START Extracted records
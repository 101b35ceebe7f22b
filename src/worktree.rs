//! Directory-listing abstraction the snapshot engine walks.
//!
//! Paths handed to a [`WorkTree`] are relative to its root, `/`-separated,
//! with the empty string naming the root itself.

use std::collections::{BTreeMap, BTreeSet};
use std::io;
use std::path::{Path, PathBuf};

use crate::error::{Error, Result};
use crate::types::DirEntry;

/// A directory tree the engine can list and read.
pub trait WorkTree {
    /// Children of directory `dir`, sorted by name.
    fn list_dir(&self, dir: &str) -> Result<Vec<DirEntry>>;

    /// Full content of file `path`.
    fn read_file(&self, path: &str) -> Result<Vec<u8>>;
}

impl<W: WorkTree + ?Sized> WorkTree for &W {
    fn list_dir(&self, dir: &str) -> Result<Vec<DirEntry>> {
        (**self).list_dir(dir)
    }

    fn read_file(&self, path: &str) -> Result<Vec<u8>> {
        (**self).read_file(path)
    }
}

// ---------------------------------------------------------------------------
// DiskTree
// ---------------------------------------------------------------------------

/// The real filesystem below `root`.
///
/// Symlinks to files are read through; symlinks to directories and
/// dangling links are skipped so a walk cannot loop.
#[derive(Debug, Clone)]
pub struct DiskTree {
    root: PathBuf,
}

impl DiskTree {
    pub fn new(root: impl Into<PathBuf>) -> Self {
        Self { root: root.into() }
    }

    pub fn root(&self) -> &Path {
        &self.root
    }

    fn resolve(&self, rel: &str) -> PathBuf {
        if rel.is_empty() {
            self.root.clone()
        } else {
            self.root.join(rel)
        }
    }
}

impl WorkTree for DiskTree {
    fn list_dir(&self, dir: &str) -> Result<Vec<DirEntry>> {
        let path = self.resolve(dir);
        let mut entries = Vec::new();

        for item in std::fs::read_dir(&path).map_err(|e| Error::io(&path, e))? {
            let item = item.map_err(|e| Error::io(&path, e))?;
            let name = match item.file_name().into_string() {
                Ok(name) => name,
                Err(raw) => {
                    log::warn!("skipping non-UTF-8 name {:?} in {}", raw, path.display());
                    continue;
                }
            };
            let file_type = item.file_type().map_err(|e| Error::io(item.path(), e))?;

            if file_type.is_dir() {
                entries.push(DirEntry::dir(name));
            } else if file_type.is_symlink() {
                match std::fs::metadata(item.path()) {
                    Ok(meta) if meta.is_file() => entries.push(DirEntry::file(name)),
                    Ok(_) => log::warn!("skipping symlinked directory {}", item.path().display()),
                    Err(_) => log::warn!("skipping dangling symlink {}", item.path().display()),
                }
            } else if file_type.is_file() {
                entries.push(DirEntry::file(name));
            } else {
                log::warn!("skipping special file {}", item.path().display());
            }
        }

        entries.sort_by(|a, b| a.name.cmp(&b.name));
        Ok(entries)
    }

    fn read_file(&self, path: &str) -> Result<Vec<u8>> {
        let full = self.resolve(path);
        std::fs::read(&full).map_err(|e| Error::io(&full, e))
    }
}

// ---------------------------------------------------------------------------
// MemoryTree
// ---------------------------------------------------------------------------

/// An in-memory directory tree for tests and dry runs.
///
/// Directories are implied by the files below them; empty ones can be added
/// with [`mkdir`](Self::mkdir).
#[derive(Debug, Clone, Default)]
pub struct MemoryTree {
    files: BTreeMap<String, Vec<u8>>,
    dirs: BTreeSet<String>,
}

impl MemoryTree {
    pub fn new() -> Self {
        Self::default()
    }

    /// Create or replace file `path`, along with any missing parents.
    pub fn write(&mut self, path: &str, content: impl Into<Vec<u8>>) -> &mut Self {
        self.add_parents(path);
        self.files.insert(path.to_string(), content.into());
        self
    }

    /// Create directory `path` and its parents.
    pub fn mkdir(&mut self, path: &str) -> &mut Self {
        self.add_parents(path);
        self.dirs.insert(path.to_string());
        self
    }

    /// Remove a file or a whole directory subtree.
    pub fn remove(&mut self, path: &str) -> &mut Self {
        let prefix = format!("{}/", path);
        self.files
            .retain(|p, _| p != path && !p.starts_with(&prefix));
        self.dirs.retain(|d| d != path && !d.starts_with(&prefix));
        self
    }

    fn add_parents(&mut self, path: &str) {
        let mut parent = path;
        while let Some((head, _)) = parent.rsplit_once('/') {
            self.dirs.insert(head.to_string());
            parent = head;
        }
    }

    fn is_dir(&self, path: &str) -> bool {
        path.is_empty() || self.dirs.contains(path)
    }
}

impl WorkTree for MemoryTree {
    fn list_dir(&self, dir: &str) -> Result<Vec<DirEntry>> {
        if !self.is_dir(dir) {
            return Err(Error::io(
                dir,
                io::Error::new(io::ErrorKind::NotFound, "no such directory"),
            ));
        }

        let mut children: BTreeMap<String, DirEntry> = BTreeMap::new();
        let direct_child = |path: &str| -> Option<String> {
            let rest = if dir.is_empty() {
                path
            } else {
                path.strip_prefix(dir)?.strip_prefix('/')?
            };
            if rest.is_empty() || rest.contains('/') {
                None
            } else {
                Some(rest.to_string())
            }
        };

        for path in self.files.keys() {
            if let Some(name) = direct_child(path) {
                children.insert(name.clone(), DirEntry::file(name));
            }
        }
        for path in &self.dirs {
            if let Some(name) = direct_child(path) {
                children.insert(name.clone(), DirEntry::dir(name));
            }
        }

        Ok(children.into_values().collect())
    }

    fn read_file(&self, path: &str) -> Result<Vec<u8>> {
        self.files.get(path).cloned().ok_or_else(|| {
            Error::io(
                path,
                io::Error::new(io::ErrorKind::NotFound, "no such file"),
            )
        })
    }
}

#[cfg(test)]
mod tests {
    use super::*;

    #[test]
    fn memory_tree_lists_sorted_children() {
        let mut tree = MemoryTree::new();
        tree.write("b.txt", "b").write("a/x.txt", "x").write("a/y/z.txt", "z");
        let root = tree.list_dir("").unwrap();
        assert_eq!(root, vec![DirEntry::dir("a"), DirEntry::file("b.txt")]);
        let a = tree.list_dir("a").unwrap();
        assert_eq!(a, vec![DirEntry::file("x.txt"), DirEntry::dir("y")]);
    }

    #[test]
    fn memory_tree_empty_dir_and_remove() {
        let mut tree = MemoryTree::new();
        tree.mkdir("empty").write("d/f", "1");
        assert!(tree.list_dir("empty").unwrap().is_empty());
        tree.remove("d");
        assert_eq!(tree.list_dir("").unwrap(), vec![DirEntry::dir("empty")]);
        assert!(tree.list_dir("d").is_err());
    }

    #[test]
    fn memory_tree_prefix_is_not_child() {
        let mut tree = MemoryTree::new();
        tree.write("ab/c", "1").write("a/d", "2");
        assert_eq!(tree.list_dir("a").unwrap(), vec![DirEntry::file("d")]);
    }

    #[test]
    fn disk_tree_lists_and_reads() {
        let dir = tempfile::tempdir().unwrap();
        std::fs::create_dir(dir.path().join("sub")).unwrap();
        std::fs::write(dir.path().join("sub/y.txt"), "why").unwrap();
        std::fs::write(dir.path().join("x.txt"), "ex").unwrap();

        let tree = DiskTree::new(dir.path());
        assert_eq!(
            tree.list_dir("").unwrap(),
            vec![DirEntry::dir("sub"), DirEntry::file("x.txt")]
        );
        assert_eq!(tree.read_file("sub/y.txt").unwrap(), b"why");
    }

    #[cfg(unix)]
    #[test]
    fn disk_tree_skips_directory_symlinks() {
        let dir = tempfile::tempdir().unwrap();
        std::fs::create_dir(dir.path().join("real")).unwrap();
        std::fs::write(dir.path().join("real/f"), "f").unwrap();
        std::os::unix::fs::symlink(dir.path().join("real"), dir.path().join("loop")).unwrap();
        std::os::unix::fs::symlink(dir.path().join("real/f"), dir.path().join("link")).unwrap();

        let tree = DiskTree::new(dir.path());
        assert_eq!(
            tree.list_dir("").unwrap(),
            vec![DirEntry::file("link"), DirEntry::dir("real")]
        );
    }

    #[cfg(unix)]
    #[test]
    fn disk_tree_skips_sockets() {
        let dir = tempfile::tempdir().unwrap();
        std::fs::write(dir.path().join("plain.txt"), "p").unwrap();
        let _listener =
            std::os::unix::net::UnixListener::bind(dir.path().join("daemon.sock")).unwrap();

        let tree = DiskTree::new(dir.path());
        assert_eq!(tree.list_dir("").unwrap(), vec![DirEntry::file("plain.txt")]);
    }
}
//! Application state shared across handlers.

use std::sync::Arc;

use crate::config::ServerConfig;
use crate::store::StorageAdapter;

/// Application state shared across all handlers.
///
/// Cheaply cloneable via `Arc`. The storage adapter is chosen once at startup
/// and injected here; handlers never know or care which backend they talk to.
#[derive(Clone)]
pub struct AppState {
    inner: Arc<AppStateInner>,
}

struct AppStateInner {
    config: ServerConfig,
    store: Arc<dyn StorageAdapter>,
}

impl AppState {
    /// Create a new application state.
    #[must_use]
    pub fn new(config: ServerConfig, store: Arc<dyn StorageAdapter>) -> Self {
        Self {
            inner: Arc::new(AppStateInner { config, store }),
        }
    }

    /// Get a reference to the server configuration.
    #[must_use]
    pub fn config(&self) -> &ServerConfig {
        &self.inner.config
    }

    /// Get a reference to the storage adapter.
    #[must_use]
    pub fn store(&self) -> &dyn StorageAdapter {
        self.inner.store.as_ref()
    }
}
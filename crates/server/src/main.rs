//! Impact portfolio backend - public content API and admin surface.
//!
//! This binary serves the JSON API on port 3000.
//!
//! # Architecture
//!
//! - Axum web framework, JSON in and out
//! - SQLite for persistence, with an automatic in-memory fallback when the
//!   database file cannot be opened (read-only hosts)
//! - Bearer-token authentication for the admin endpoints
//!
//! The storage backend is picked once at startup; every handler goes through
//! the same adapter trait and never knows which one it got.

#![cfg_attr(not(test), forbid(unsafe_code))]

use std::net::SocketAddr;

use secrecy::ExposeSecret;

use impact_server::config::ServerConfig;
use impact_server::routes;
use impact_server::services::auth::hash_password;
use impact_server::state::AppState;
use impact_server::store;

#[tokio::main]
async fn main() {
    // Initialize tracing with EnvFilter
    // Defaults to info level for our crate if RUST_LOG is not set
    let env_filter = tracing_subscriber::EnvFilter::try_from_default_env()
        .unwrap_or_else(|_| "impact_server=info,tower_http=debug".into());

    tracing_subscriber::fmt().with_env_filter(env_filter).init();

    // Load configuration from environment
    let config = ServerConfig::from_env().expect("Failed to load configuration");

    // Hash the admin password once; the stores seed the admin account with it
    let admin_password_hash = hash_password(config.admin_password.expose_secret())
        .expect("Failed to hash admin password");

    // Select and initialize the storage backend (SQLite, or in-memory fallback)
    let store = store::init_store(&config, &admin_password_hash).await;

    // Build application state and router
    let state = AppState::new(config.clone(), store);
    let app = routes::app(state);

    // Start server
    let addr = config.socket_addr();
    tracing::info!("impact server listening on {}", addr);

    let listener = tokio::net::TcpListener::bind(addr)
        .await
        .expect("Failed to bind to address");

    // ConnectInfo gives the rate limiter a peer address to fall back on
    axum::serve(
        listener,
        app.into_make_service_with_connect_info::<SocketAddr>(),
    )
    .with_graceful_shutdown(shutdown_signal())
    .await
    .expect("Server error");
}

/// Wait for shutdown signal (Ctrl+C or SIGTERM).
async fn shutdown_signal() {
    let ctrl_c = async {
        tokio::signal::ctrl_c()
            .await
            .expect("Failed to install Ctrl+C handler");
    };

    #[cfg(unix)]
    let terminate = async {
        tokio::signal::unix::signal(tokio::signal::unix::SignalKind::terminate())
            .expect("Failed to install signal handler")
            .recv()
            .await;
    };

    #[cfg(not(unix))]
    let terminate = std::future::pending::<()>();

    tokio::select! {
        () = ctrl_c => {},
        () = terminate => {},
    }

    tracing::info!("Shutdown signal received, starting graceful shutdown");
}
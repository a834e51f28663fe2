//! Contact form route handler.

use axum::{Json, extract::State, http::StatusCode};
use impact_core::Email;
use serde::Deserialize;
use tracing::instrument;

use crate::error::{AppError, Result};
use crate::middleware::ApiJson;
use crate::routes::Ack;
use crate::state::AppState;

const MIN_NAME_LENGTH: usize = 2;
const MIN_MESSAGE_LENGTH: usize = 10;

/// Contact form data.
#[derive(Debug, Deserialize)]
pub struct ContactForm {
    pub name: String,
    pub email: String,
    pub message: String,
}

/// Submit the contact form.
///
/// POST /api/contact
#[instrument(skip_all, fields(email = %form.email))]
pub async fn submit(
    State(state): State<AppState>,
    ApiJson(form): ApiJson<ContactForm>,
) -> Result<(StatusCode, Json<Ack>)> {
    let name = form.name.trim();
    if name.chars().count() < MIN_NAME_LENGTH {
        return Err(AppError::Validation(
            "name must be at least 2 characters".to_string(),
        ));
    }

    let message = form.message.trim();
    if message.chars().count() < MIN_MESSAGE_LENGTH {
        return Err(AppError::Validation(
            "message must be at least 10 characters".to_string(),
        ));
    }

    let email = Email::parse(form.email.trim())
        .map_err(|e| AppError::Validation(format!("invalid email: {e}")))?;

    state.store().save_contact(name, &email, message).await?;

    tracing::info!("Contact submission saved");
    Ok((StatusCode::CREATED, Json(Ack::OK)))
}
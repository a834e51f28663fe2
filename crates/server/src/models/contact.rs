//! Contact form domain types.

use chrono::{DateTime, Utc};
use impact_core::Email;

/// A contact form submission. Append-only; never updated or deleted, and
/// never echoed back to the client.
#[derive(Debug, Clone)]
pub struct ContactRecord {
    pub name: String,
    pub email: Email,
    pub message: String,
    pub timestamp: DateTime<Utc>,
}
END Extracted records
▸ Exercise brief
Please return every line in the data that includes the string "join".

▸ Expected answer
            self.root.join(rel)
        std::fs::create_dir(dir.path().join("sub")).unwrap();
        std::fs::write(dir.path().join("sub/y.txt"), "why").unwrap();
        std::fs::write(dir.path().join("x.txt"), "ex").unwrap();
        std::fs::create_dir(dir.path().join("real")).unwrap();
        std::fs::write(dir.path().join("real/f"), "f").unwrap();
        std::os::unix::fs::symlink(dir.path().join("real"), dir.path().join("loop")).unwrap();
        std::os::unix::fs::symlink(dir.path().join("real/f"), dir.path().join("link")).unwrap();
        std::fs::write(dir.path().join("plain.txt"), "p").unwrap();
            std::os::unix::net::UnixListener::bind(dir.path().join("daemon.sock")).unwrap();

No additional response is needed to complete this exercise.